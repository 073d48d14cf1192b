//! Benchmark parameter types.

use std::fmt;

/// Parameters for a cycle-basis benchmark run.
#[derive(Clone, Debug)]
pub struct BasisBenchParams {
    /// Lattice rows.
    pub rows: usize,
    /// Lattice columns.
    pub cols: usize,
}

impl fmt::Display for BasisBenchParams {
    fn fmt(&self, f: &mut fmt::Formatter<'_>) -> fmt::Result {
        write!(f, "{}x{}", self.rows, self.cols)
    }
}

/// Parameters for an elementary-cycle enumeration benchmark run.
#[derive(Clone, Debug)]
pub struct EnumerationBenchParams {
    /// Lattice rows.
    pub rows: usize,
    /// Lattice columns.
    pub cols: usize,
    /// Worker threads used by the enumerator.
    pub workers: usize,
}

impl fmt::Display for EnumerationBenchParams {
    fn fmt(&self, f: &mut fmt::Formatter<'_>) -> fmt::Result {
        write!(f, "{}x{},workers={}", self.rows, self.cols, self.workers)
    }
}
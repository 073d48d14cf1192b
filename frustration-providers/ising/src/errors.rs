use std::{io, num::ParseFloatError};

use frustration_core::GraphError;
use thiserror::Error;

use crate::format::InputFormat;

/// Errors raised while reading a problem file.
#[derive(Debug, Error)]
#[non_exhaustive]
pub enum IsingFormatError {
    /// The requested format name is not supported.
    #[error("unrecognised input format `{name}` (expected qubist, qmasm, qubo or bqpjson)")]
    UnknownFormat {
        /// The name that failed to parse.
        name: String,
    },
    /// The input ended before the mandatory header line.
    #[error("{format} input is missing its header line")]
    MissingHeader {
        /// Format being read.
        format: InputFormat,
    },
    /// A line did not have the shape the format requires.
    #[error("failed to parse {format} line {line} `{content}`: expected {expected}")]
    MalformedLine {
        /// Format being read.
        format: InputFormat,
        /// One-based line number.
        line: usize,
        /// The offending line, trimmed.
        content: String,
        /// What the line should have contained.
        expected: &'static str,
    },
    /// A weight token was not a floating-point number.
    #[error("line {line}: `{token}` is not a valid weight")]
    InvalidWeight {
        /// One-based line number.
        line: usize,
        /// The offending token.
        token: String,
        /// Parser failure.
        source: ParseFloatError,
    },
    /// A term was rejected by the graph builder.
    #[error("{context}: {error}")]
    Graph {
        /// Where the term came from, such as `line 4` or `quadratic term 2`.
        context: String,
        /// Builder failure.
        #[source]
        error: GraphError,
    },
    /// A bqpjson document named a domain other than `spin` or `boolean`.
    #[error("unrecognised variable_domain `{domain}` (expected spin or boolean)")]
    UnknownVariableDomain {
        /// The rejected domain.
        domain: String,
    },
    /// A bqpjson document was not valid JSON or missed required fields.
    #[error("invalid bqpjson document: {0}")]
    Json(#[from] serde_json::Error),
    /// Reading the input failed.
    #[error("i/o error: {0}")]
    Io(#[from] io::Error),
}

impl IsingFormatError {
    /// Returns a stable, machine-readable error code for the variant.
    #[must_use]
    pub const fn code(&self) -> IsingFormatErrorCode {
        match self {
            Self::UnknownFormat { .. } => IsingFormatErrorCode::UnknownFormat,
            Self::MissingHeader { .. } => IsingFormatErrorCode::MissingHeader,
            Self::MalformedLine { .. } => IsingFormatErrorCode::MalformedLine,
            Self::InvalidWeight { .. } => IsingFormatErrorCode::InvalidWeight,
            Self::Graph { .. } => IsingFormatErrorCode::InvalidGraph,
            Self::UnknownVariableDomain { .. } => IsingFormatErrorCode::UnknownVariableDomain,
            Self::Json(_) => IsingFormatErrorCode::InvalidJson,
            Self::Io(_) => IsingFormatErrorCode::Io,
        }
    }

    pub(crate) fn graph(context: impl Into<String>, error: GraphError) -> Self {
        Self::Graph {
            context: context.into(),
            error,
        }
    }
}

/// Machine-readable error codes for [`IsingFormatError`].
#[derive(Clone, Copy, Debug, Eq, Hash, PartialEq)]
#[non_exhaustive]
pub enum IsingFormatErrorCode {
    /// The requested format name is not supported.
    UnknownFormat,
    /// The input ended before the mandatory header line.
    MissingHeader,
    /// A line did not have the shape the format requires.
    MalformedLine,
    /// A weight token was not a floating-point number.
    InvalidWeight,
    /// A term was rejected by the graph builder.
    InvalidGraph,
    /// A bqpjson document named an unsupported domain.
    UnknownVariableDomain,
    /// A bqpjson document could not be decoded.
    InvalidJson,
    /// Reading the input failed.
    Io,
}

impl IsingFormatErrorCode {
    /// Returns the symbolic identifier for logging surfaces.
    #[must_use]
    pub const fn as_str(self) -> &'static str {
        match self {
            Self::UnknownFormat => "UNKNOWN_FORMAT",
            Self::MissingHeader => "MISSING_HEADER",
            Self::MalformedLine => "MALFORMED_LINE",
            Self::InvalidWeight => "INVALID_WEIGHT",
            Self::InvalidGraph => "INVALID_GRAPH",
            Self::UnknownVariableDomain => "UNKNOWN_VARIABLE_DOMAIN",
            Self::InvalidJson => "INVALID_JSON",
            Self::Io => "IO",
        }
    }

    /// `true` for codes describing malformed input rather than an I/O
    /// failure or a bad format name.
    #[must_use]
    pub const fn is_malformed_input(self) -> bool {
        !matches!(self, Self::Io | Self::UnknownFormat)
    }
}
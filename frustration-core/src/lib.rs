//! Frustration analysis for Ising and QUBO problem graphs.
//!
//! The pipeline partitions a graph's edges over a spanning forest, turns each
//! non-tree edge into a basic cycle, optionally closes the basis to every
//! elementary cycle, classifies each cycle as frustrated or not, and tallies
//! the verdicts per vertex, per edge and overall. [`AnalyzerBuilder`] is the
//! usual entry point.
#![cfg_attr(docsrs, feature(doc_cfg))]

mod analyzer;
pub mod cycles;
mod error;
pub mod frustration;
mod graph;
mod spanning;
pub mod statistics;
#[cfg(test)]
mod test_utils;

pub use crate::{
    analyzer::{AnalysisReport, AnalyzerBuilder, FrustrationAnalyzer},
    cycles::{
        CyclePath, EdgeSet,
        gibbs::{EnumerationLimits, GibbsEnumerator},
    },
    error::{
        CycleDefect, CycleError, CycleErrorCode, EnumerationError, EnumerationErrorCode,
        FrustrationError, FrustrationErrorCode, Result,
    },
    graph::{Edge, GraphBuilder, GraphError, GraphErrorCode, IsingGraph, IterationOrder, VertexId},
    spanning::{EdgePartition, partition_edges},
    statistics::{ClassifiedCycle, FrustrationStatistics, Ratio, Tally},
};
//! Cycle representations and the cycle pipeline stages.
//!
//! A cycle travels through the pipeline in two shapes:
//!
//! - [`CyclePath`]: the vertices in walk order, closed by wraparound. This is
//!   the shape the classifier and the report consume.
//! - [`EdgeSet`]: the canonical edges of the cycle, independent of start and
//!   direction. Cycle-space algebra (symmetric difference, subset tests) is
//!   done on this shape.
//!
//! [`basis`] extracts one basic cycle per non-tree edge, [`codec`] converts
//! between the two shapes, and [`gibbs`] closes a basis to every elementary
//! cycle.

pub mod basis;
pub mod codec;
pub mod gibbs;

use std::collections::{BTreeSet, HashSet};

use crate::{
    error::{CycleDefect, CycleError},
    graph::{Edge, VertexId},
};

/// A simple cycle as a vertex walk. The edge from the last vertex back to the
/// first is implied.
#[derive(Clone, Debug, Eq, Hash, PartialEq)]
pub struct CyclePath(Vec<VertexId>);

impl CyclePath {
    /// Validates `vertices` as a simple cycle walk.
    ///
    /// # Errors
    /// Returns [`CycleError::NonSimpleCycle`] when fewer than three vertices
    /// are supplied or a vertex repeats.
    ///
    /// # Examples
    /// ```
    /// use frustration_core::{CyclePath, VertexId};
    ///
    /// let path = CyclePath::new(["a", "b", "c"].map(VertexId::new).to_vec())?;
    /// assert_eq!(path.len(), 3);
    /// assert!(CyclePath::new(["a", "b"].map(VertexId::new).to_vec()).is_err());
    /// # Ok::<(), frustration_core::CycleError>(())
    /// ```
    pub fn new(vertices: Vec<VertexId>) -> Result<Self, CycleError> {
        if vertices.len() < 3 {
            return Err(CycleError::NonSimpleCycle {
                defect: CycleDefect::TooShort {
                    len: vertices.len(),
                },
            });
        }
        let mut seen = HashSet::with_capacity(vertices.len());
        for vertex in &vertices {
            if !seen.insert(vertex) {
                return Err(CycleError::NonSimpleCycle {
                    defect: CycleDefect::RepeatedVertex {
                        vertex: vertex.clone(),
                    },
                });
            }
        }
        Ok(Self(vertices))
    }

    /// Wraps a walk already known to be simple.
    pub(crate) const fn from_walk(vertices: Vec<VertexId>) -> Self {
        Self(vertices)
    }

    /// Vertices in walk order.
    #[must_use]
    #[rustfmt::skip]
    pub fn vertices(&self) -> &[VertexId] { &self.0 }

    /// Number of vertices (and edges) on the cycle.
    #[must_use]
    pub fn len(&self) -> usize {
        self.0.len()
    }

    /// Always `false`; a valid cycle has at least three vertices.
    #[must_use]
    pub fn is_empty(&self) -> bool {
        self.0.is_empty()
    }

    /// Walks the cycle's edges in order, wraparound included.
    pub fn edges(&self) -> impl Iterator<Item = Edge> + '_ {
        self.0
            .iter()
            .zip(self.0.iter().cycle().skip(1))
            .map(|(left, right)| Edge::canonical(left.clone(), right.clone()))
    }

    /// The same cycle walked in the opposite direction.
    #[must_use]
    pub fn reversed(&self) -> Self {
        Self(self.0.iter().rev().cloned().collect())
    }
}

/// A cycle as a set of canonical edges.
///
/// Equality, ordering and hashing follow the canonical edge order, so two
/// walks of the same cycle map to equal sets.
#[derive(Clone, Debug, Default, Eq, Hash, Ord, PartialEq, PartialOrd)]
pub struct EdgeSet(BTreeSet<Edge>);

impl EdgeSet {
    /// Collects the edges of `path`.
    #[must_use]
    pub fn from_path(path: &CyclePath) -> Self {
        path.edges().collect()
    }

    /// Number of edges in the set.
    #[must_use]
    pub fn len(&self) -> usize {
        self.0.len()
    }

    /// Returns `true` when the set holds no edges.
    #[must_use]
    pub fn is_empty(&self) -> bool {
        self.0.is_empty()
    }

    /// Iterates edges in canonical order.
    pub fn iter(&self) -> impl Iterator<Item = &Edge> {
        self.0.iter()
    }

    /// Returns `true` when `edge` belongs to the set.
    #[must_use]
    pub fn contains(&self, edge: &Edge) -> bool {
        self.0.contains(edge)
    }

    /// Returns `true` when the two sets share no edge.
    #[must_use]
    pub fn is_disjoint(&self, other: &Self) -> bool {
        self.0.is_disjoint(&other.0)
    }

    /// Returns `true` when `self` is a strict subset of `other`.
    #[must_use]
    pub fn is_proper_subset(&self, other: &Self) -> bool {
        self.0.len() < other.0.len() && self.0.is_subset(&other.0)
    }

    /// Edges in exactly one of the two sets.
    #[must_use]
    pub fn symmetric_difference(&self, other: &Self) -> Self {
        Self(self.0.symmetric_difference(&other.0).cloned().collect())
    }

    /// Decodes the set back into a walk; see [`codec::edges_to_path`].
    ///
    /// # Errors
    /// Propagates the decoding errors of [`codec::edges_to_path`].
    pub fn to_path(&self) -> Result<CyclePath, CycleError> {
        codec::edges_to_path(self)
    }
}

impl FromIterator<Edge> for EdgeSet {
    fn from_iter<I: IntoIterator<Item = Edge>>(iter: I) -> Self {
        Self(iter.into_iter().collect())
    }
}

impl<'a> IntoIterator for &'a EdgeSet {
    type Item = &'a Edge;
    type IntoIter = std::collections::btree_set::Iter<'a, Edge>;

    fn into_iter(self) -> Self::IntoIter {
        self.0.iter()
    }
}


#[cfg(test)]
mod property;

→ TASK GOAL:
Reproduce, please, the lines of the material from its first line down to the line containing "impl fmt::Display for BasisBenchParams", keeping both ends and nothing beyond them.

→ RESPONSE AREA:
repository 073d48d14cf1192b
//! Benchmark parameter types.

use std::fmt;

/// Parameters for a cycle-basis benchmark run.
#[derive(Clone, Debug)]
pub struct BasisBenchParams {
    /// Lattice rows.
    pub rows: usize,
    /// Lattice columns.
    pub cols: usize,
}

impl fmt::Display for BasisBenchParams {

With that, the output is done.